## Task goal
When the string "Insert" occurs in a line of the records, show that line.

## Extracted material

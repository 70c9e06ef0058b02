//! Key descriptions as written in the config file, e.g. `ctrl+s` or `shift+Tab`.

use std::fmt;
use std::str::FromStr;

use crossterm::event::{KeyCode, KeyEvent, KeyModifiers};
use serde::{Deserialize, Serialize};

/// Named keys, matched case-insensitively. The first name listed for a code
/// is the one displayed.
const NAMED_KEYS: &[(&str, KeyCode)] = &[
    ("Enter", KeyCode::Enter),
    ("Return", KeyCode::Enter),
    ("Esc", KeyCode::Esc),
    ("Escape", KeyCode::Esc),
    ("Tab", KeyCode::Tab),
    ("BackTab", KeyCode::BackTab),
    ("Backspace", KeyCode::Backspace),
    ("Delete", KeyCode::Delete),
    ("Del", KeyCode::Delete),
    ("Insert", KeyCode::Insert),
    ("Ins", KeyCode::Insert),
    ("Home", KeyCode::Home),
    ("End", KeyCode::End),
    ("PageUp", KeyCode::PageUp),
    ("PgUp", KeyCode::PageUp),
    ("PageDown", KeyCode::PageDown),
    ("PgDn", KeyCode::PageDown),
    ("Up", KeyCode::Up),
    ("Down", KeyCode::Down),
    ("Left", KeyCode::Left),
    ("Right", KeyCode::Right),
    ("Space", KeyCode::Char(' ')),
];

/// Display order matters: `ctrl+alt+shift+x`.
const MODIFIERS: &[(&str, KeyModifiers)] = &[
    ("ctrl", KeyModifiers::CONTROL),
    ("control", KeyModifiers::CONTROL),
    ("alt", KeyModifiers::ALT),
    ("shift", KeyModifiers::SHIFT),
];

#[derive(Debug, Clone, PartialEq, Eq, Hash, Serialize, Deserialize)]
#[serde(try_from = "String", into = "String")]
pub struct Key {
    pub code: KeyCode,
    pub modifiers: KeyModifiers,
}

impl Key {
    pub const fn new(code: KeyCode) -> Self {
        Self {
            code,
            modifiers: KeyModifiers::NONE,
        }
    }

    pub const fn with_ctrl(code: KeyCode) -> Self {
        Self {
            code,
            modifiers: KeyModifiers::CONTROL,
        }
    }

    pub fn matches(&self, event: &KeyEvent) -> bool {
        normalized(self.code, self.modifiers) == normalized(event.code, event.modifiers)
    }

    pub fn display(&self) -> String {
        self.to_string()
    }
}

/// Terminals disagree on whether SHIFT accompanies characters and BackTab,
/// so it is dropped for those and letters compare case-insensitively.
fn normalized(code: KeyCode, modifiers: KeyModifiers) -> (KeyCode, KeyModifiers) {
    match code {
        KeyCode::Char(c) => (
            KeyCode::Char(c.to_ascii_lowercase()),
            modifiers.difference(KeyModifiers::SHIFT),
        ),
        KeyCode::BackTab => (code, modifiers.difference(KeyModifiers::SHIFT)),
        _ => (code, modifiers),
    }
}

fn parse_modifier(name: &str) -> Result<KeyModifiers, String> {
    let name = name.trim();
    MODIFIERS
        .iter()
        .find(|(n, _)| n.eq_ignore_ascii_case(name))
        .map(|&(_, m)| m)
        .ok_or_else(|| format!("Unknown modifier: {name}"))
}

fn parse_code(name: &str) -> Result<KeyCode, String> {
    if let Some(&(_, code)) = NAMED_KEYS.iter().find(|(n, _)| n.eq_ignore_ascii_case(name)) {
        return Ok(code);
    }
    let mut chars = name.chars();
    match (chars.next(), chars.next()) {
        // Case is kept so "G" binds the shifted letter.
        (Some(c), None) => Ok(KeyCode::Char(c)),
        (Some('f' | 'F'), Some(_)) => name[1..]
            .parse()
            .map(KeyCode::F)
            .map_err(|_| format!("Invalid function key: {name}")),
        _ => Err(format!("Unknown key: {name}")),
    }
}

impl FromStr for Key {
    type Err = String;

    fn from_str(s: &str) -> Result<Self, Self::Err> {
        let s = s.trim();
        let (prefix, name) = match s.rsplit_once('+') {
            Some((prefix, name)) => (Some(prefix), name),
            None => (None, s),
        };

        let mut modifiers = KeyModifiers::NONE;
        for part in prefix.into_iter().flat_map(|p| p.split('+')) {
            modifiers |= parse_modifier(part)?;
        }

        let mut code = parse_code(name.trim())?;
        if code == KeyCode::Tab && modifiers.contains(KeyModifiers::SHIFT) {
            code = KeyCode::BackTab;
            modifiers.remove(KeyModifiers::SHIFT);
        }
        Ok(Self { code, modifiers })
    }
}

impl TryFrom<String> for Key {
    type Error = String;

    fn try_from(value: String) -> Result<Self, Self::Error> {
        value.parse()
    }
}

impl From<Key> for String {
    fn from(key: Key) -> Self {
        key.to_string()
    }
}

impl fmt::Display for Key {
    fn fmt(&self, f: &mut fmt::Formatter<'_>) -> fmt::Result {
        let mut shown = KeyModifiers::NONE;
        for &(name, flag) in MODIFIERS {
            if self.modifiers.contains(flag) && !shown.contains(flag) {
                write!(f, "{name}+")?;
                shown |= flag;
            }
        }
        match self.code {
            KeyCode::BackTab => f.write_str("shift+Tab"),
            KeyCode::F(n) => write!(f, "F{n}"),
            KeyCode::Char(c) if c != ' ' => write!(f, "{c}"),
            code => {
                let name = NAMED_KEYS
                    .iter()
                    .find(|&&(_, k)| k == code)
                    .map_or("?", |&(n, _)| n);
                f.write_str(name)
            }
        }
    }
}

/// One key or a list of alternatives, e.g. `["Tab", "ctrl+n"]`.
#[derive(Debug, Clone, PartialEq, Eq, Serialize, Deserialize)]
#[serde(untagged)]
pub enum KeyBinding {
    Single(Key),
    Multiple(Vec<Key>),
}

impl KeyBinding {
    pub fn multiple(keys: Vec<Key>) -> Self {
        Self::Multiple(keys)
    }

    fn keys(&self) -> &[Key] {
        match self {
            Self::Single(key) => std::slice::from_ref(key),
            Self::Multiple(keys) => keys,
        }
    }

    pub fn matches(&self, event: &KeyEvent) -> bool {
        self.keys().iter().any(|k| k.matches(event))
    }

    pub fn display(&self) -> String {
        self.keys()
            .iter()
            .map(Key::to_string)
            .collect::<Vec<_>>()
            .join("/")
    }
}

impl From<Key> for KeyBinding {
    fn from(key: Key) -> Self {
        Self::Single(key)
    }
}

## Task response
    ("Insert", KeyCode::Insert),
    ("Ins", KeyCode::Insert),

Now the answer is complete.